Reproduce only the top of the records, down to and including the line containing "sentinel, then wait".

[Information supplied — start]

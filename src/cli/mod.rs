//! CLI Module
//!
//! Exit codes for automation and CI.

pub mod exit_codes;

pub use exit_codes::{exit_code_description, CliResult, ExitCodes};
//! Session runner
//!
//! Drives one test at a time through the target:
//!
//! 1. reset: `exit();`, then wait for the prompt to come back
//! 2. upload: each source line, followed by a single drain-once read
//! 3. invoke: `main();` and a `printf` of the sentinel, then wait
//! 4. await completion: drain until the sentinel line (or the timeout)
//!
//! The runner owns the link and the line collector for the whole run.

use super::collector::{Completion, LineCollector};
use super::corpus::{CorpusError, CorpusProvider, TestUnit};
use super::report::{RunEvent, RunObserver, SuiteReport, TestReport, TestStatus};
use super::transport::{Link, TransportError};
use std::time::Duration;
use thiserror::Error;
use tokio::time::Instant;
use tracing::{debug, info, warn};

/// Stops whatever program the interpreter is running
pub const RESET_COMMAND: &str = "exit();\n";

/// Runs the uploaded program
pub const RUN_COMMAND: &str = "main();\n";

/// Command that makes the target print `sentinel` on a line of its own
pub fn sentinel_command(sentinel: &str) -> String {
    format!("printf(\"\\n{sentinel}\\n\");\n")
}

/// Session timing and policy
#[derive(Debug, Clone)]
pub struct SessionConfig {
    /// Wait after the reset command
    pub reset_settle: Duration,
    /// Wait after the run and sentinel commands
    pub invoke_settle: Duration,
    /// Longest wait for the sentinel (`None` = forever)
    pub completion_timeout: Option<Duration>,
    /// Stop the suite at the first hung test
    pub fail_fast: bool,
}

impl Default for SessionConfig {
    fn default() -> Self {
        Self {
            reset_settle: Duration::from_secs(3),
            invoke_settle: Duration::from_secs(3),
            completion_timeout: Some(Duration::from_secs(120)),
            fail_fast: false,
        }
    }
}

/// Session error types
#[derive(Error, Debug)]
pub enum SessionError {
    /// Reading from or writing to the link failed
    #[error("Link error: {0}")]
    Transport(#[from] TransportError),

    /// A test file could not be loaded
    #[error(transparent)]
    Corpus(#[from] CorpusError),
}

/// Where the runner is within a test
#[derive(Debug, Clone, Copy, PartialEq, Eq)]
pub enum SessionState {
    /// Between tests
    Idle,
    /// Reset command sent, settling
    Resetting,
    /// Streaming source lines
    Uploading,
    /// Run and sentinel commands sent, settling
    Invoking,
    /// Waiting for the sentinel
    AwaitingCompletion,
}

/// Runs tests over one link
pub struct SessionRunner {
    link: Box<dyn Link>,
    collector: LineCollector,
    config: SessionConfig,
    state: SessionState,
}

impl SessionRunner {
    /// Create a runner over an open link
    pub fn new(link: Box<dyn Link>, collector: LineCollector, config: SessionConfig) -> Self {
        Self {
            link,
            collector,
            config,
            state: SessionState::Idle,
        }
    }

    /// Get current state
    pub fn state(&self) -> SessionState {
        self.state
    }

    fn enter(&mut self, state: SessionState) {
        debug!(from = ?self.state, to = ?state, "Session state");
        self.state = state;
    }

    /// Run one test to completion (or until it hangs).
    ///
    /// Link errors abort the test and are returned as-is; a missing sentinel
    /// is reported as [`TestStatus::Hung`].
    pub async fn run(
        &mut self,
        unit: &TestUnit,
        observer: &mut dyn RunObserver,
    ) -> Result<TestReport, SessionError> {
        let started = Instant::now();
        let lines_before = self.collector.lines_emitted();

        info!("Running test {}", unit.name);
        observer.on_event(RunEvent::TestStarted {
            name: unit.name.clone(),
        });

        self.enter(SessionState::Resetting);
        self.link.send(RESET_COMMAND.as_bytes()).await?;
        tokio::time::sleep(self.config.reset_settle).await;

        self.enter(SessionState::Uploading);
        for line in &unit.lines {
            self.link.send(line.as_bytes()).await?;
            if !line.ends_with('\n') {
                self.link.send(b"\n").await?;
            }
            self.collector
                .drain_once(&mut *self.link, observer)
                .await?;
        }

        self.enter(SessionState::Invoking);
        self.link.send(RUN_COMMAND.as_bytes()).await?;
        self.link
            .send(sentinel_command(self.collector.sentinel()).as_bytes())
            .await?;
        tokio::time::sleep(self.config.invoke_settle).await;

        self.enter(SessionState::AwaitingCompletion);
        let completion = self
            .collector
            .drain_until_sentinel_within(&mut *self.link, observer, self.config.completion_timeout)
            .await?;

        let status = match completion {
            Completion::Sentinel => TestStatus::Completed,
            Completion::TimedOut => {
                warn!(
                    timeout = ?self.config.completion_timeout,
                    "Test {} hung waiting for the sentinel",
                    unit.name
                );
                TestStatus::Hung
            }
        };
        self.enter(SessionState::Idle);

        let report = TestReport {
            name: unit.name.clone(),
            status,
            output_lines: self.collector.lines_emitted() - lines_before,
            elapsed: started.elapsed(),
        };
        info!(
            output_lines = report.output_lines,
            elapsed = ?report.elapsed,
            "Finished test {}",
            unit.name
        );
        observer.on_event(RunEvent::TestFinished {
            name: unit.name.clone(),
            status,
        });

        Ok(report)
    }

    /// Run `selection`, or every test of the corpus suite in order.
    ///
    /// Each test file is loaded right before it runs, so a missing file stops
    /// the run before anything is written for it.
    pub async fn run_suite(
        &mut self,
        corpus: &dyn CorpusProvider,
        selection: Option<&str>,
        observer: &mut dyn RunObserver,
    ) -> Result<SuiteReport, SessionError> {
        let names = match selection {
            Some(name) => vec![name.to_string()],
            None => corpus.suite(),
        };
        info!(tests = names.len(), "Starting run on {}", self.link.connection_info());

        let mut report = SuiteReport::default();
        for (index, name) in names.iter().enumerate() {
            let unit = corpus.load(name)?;
            let test = self.run(&unit, observer).await?;
            let hung = test.status == TestStatus::Hung;
            report.tests.push(test);

            if hung && self.config.fail_fast {
                report.skipped = names[index + 1..].to_vec();
                warn!(skipped = report.skipped.len(), "Stopping after hung test {}", name);
                break;
            }
        }

        let stats = self.link.stats();
        debug!(
            bytes_sent = stats.bytes_sent,
            bytes_received = stats.bytes_received,
            "Run finished"
        );
        Ok(report)
    }
}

[Information supplied — finish]

Exercise output:
filename src/cli/mod.rs
//! CLI Module
//!
//! Exit codes for automation and CI.

pub mod exit_codes;

pub use exit_codes::{exit_code_description, CliResult, ExitCodes};
//! Session runner
//!
//! Drives one test at a time through the target:
//!
//! 1. reset: `exit();`, then wait for the prompt to come back
//! 2. upload: each source line, followed by a single drain-once read
//! 3. invoke: `main();` and a `printf` of the sentinel, then wait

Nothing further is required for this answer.